Dataset entries
:::::

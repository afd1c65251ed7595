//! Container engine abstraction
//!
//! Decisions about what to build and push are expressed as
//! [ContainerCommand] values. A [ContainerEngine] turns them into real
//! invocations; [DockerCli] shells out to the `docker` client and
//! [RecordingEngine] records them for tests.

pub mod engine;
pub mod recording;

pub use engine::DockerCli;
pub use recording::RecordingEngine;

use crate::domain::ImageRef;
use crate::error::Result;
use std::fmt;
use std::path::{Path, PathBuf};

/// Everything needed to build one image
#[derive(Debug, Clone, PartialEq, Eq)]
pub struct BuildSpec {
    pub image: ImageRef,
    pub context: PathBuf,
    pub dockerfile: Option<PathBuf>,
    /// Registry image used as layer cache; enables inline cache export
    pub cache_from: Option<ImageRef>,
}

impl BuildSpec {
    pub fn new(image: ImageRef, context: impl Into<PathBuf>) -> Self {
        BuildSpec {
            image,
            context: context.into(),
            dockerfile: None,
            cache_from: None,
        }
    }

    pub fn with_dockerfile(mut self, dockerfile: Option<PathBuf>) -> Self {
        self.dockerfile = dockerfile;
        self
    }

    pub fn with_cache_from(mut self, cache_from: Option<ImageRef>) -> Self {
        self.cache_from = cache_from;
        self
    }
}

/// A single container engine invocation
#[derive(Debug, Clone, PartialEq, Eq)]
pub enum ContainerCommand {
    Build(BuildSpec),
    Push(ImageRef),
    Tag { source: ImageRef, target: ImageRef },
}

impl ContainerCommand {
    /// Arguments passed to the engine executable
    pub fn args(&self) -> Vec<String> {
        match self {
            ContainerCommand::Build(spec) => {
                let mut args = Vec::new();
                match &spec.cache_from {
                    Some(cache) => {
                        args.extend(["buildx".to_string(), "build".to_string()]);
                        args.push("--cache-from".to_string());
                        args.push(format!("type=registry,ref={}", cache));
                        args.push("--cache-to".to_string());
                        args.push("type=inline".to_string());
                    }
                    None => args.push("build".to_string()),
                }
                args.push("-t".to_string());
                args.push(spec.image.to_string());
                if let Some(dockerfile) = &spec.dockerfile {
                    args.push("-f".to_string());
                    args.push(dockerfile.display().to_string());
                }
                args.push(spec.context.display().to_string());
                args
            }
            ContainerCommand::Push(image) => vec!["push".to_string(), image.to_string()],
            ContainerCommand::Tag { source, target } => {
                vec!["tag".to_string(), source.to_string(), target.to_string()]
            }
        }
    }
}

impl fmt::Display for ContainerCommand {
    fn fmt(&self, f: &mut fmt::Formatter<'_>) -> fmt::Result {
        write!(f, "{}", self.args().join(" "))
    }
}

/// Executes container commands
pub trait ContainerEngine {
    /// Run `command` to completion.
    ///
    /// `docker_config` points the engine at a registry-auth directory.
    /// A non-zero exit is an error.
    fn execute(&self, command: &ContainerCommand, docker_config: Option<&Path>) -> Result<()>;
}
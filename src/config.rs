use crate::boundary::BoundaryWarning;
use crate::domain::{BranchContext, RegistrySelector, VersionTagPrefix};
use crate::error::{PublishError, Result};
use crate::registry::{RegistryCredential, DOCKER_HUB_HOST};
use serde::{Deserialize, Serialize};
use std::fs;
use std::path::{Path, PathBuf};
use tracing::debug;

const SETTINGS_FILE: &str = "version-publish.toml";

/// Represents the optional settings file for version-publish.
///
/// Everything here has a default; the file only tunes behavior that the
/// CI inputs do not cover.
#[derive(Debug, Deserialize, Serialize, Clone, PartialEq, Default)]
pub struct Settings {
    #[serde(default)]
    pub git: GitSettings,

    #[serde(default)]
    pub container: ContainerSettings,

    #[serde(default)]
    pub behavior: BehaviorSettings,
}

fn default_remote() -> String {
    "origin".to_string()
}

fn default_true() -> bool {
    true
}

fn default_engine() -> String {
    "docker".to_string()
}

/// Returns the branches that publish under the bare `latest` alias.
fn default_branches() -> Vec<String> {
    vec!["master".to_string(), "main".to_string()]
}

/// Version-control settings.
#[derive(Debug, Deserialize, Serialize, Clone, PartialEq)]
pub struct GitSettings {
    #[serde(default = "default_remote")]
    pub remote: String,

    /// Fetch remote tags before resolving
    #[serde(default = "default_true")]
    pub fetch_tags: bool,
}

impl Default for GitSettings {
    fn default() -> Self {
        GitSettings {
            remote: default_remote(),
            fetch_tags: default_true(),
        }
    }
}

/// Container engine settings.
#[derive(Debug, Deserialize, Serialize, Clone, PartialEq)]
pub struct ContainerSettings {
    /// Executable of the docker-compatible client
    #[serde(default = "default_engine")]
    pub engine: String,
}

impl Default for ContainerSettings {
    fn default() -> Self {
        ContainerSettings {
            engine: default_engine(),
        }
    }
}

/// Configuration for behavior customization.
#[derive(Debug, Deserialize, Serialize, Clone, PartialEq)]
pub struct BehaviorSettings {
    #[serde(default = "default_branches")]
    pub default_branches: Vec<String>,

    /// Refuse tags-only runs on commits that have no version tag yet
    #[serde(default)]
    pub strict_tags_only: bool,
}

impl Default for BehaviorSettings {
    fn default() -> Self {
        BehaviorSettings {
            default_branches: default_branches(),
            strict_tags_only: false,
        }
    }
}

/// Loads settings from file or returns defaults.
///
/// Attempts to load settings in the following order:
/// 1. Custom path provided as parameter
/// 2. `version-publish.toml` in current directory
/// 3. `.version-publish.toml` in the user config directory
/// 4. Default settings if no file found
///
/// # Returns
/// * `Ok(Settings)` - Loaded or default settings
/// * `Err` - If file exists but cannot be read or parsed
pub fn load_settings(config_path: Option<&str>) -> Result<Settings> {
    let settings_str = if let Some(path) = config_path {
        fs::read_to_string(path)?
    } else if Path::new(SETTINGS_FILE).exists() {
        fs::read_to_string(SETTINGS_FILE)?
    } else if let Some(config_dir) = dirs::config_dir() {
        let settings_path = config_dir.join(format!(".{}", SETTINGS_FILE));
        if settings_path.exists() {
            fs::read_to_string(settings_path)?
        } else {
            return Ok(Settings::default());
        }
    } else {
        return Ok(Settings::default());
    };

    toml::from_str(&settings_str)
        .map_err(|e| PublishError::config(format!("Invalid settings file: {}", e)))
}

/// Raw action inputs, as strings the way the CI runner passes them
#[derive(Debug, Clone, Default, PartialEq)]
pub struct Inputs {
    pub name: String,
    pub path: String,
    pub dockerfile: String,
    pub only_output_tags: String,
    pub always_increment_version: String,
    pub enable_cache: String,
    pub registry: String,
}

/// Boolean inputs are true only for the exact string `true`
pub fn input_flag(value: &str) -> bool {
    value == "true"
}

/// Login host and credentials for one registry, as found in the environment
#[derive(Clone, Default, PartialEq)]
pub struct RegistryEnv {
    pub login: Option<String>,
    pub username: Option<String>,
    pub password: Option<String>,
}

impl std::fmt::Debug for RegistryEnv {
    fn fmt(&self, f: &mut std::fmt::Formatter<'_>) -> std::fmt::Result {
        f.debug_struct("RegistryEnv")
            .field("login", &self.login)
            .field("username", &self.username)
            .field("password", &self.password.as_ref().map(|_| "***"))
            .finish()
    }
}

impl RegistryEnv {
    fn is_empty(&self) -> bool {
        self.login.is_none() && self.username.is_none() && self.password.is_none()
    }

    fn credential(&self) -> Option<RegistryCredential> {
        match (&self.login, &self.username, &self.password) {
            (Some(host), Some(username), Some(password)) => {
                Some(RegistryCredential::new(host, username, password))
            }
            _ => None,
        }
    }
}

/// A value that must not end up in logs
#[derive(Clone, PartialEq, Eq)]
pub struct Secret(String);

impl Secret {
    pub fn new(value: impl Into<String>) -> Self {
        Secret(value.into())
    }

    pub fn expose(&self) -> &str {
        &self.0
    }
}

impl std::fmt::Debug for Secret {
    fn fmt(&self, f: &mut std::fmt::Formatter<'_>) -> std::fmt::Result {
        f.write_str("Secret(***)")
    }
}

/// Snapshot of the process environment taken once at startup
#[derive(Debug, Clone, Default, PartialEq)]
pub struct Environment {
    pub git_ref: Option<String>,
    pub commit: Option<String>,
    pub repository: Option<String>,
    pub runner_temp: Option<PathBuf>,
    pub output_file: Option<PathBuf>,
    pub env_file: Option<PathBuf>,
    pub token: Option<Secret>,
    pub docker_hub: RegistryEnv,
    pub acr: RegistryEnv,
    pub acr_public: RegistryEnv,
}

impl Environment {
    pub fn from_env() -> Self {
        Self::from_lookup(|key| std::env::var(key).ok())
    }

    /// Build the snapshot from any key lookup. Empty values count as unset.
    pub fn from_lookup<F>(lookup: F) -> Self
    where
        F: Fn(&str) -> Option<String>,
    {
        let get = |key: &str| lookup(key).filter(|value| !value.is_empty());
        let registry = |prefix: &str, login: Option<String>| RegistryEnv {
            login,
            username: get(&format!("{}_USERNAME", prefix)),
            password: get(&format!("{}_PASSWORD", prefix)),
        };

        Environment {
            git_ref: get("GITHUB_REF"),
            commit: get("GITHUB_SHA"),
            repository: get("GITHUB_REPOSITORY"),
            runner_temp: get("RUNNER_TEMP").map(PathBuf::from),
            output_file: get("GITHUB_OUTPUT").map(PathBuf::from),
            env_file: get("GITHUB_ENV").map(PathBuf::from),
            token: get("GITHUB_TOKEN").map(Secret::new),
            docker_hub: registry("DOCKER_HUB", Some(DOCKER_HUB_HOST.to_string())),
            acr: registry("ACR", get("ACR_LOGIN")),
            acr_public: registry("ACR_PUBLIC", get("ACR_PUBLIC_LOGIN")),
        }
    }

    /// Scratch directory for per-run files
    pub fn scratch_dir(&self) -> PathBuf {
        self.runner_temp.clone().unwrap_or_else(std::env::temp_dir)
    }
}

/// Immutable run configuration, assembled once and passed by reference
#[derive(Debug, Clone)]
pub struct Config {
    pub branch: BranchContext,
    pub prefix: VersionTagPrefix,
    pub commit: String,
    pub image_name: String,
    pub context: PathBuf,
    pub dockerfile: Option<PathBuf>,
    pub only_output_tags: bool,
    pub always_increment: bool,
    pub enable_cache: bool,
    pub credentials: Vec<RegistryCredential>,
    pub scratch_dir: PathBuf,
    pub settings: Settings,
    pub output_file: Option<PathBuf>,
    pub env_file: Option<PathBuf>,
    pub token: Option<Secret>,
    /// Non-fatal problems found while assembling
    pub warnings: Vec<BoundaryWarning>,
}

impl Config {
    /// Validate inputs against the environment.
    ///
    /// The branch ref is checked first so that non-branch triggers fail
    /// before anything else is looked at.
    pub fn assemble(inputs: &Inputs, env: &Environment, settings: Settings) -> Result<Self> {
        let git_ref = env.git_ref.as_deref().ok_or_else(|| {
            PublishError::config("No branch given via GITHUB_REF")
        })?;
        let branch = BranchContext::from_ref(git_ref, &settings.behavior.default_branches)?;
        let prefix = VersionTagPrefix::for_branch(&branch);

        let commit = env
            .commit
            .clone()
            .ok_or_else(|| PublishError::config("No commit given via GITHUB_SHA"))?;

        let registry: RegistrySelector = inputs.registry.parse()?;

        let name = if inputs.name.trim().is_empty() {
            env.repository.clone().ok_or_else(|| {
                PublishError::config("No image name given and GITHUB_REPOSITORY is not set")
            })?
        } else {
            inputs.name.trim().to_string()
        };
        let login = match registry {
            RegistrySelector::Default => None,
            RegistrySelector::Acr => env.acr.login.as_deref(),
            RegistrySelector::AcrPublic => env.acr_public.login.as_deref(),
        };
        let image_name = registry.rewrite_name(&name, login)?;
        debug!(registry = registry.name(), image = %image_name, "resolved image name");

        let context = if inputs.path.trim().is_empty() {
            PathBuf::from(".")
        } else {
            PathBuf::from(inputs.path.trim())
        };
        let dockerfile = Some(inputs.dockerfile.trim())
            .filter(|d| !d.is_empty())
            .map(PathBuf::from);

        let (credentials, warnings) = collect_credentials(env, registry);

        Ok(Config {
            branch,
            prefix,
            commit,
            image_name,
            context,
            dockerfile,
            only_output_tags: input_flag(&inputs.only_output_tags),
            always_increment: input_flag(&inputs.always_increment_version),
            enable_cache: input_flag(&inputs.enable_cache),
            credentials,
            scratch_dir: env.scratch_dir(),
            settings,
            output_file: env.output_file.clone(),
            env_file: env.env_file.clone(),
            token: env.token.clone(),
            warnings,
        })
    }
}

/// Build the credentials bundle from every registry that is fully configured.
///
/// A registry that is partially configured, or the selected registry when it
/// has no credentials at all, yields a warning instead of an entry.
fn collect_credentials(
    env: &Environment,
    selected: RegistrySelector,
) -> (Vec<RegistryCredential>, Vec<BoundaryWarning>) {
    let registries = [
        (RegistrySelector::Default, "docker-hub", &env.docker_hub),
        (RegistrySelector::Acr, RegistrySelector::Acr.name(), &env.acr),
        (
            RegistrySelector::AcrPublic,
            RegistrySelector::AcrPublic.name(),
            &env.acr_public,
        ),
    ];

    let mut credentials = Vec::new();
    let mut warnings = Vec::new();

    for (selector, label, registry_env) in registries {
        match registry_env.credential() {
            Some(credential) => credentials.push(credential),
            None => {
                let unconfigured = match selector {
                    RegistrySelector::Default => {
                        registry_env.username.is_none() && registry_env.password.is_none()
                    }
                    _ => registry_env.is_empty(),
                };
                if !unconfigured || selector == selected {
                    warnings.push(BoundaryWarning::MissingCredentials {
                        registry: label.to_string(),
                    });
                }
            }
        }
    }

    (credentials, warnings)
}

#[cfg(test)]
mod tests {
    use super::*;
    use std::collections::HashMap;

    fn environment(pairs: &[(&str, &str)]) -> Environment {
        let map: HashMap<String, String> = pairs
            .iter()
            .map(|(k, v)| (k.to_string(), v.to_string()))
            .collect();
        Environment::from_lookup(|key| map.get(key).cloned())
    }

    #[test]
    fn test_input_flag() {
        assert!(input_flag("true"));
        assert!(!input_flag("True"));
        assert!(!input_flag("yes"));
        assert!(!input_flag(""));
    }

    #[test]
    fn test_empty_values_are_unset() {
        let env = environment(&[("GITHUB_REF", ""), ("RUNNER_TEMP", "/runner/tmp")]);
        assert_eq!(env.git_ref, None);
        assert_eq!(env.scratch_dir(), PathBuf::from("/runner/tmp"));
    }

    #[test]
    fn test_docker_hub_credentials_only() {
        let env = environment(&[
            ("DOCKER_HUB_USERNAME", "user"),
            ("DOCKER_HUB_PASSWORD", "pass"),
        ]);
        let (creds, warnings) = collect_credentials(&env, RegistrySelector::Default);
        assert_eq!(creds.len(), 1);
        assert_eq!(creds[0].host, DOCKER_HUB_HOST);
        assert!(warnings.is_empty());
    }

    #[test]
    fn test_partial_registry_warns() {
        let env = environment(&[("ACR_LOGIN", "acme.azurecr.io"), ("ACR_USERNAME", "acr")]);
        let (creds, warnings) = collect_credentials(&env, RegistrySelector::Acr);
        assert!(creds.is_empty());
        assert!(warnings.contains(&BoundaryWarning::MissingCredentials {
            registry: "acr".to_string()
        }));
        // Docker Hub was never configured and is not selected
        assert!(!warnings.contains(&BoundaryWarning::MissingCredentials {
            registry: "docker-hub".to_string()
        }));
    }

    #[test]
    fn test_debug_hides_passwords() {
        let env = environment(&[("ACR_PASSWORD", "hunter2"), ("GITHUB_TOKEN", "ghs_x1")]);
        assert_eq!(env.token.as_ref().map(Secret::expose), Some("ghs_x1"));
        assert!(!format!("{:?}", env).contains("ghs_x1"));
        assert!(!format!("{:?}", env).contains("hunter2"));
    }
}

:::::

* **Action item**: After reading each line of the data, give only the number of lines that include the word "creds".

* **Final answer**: 5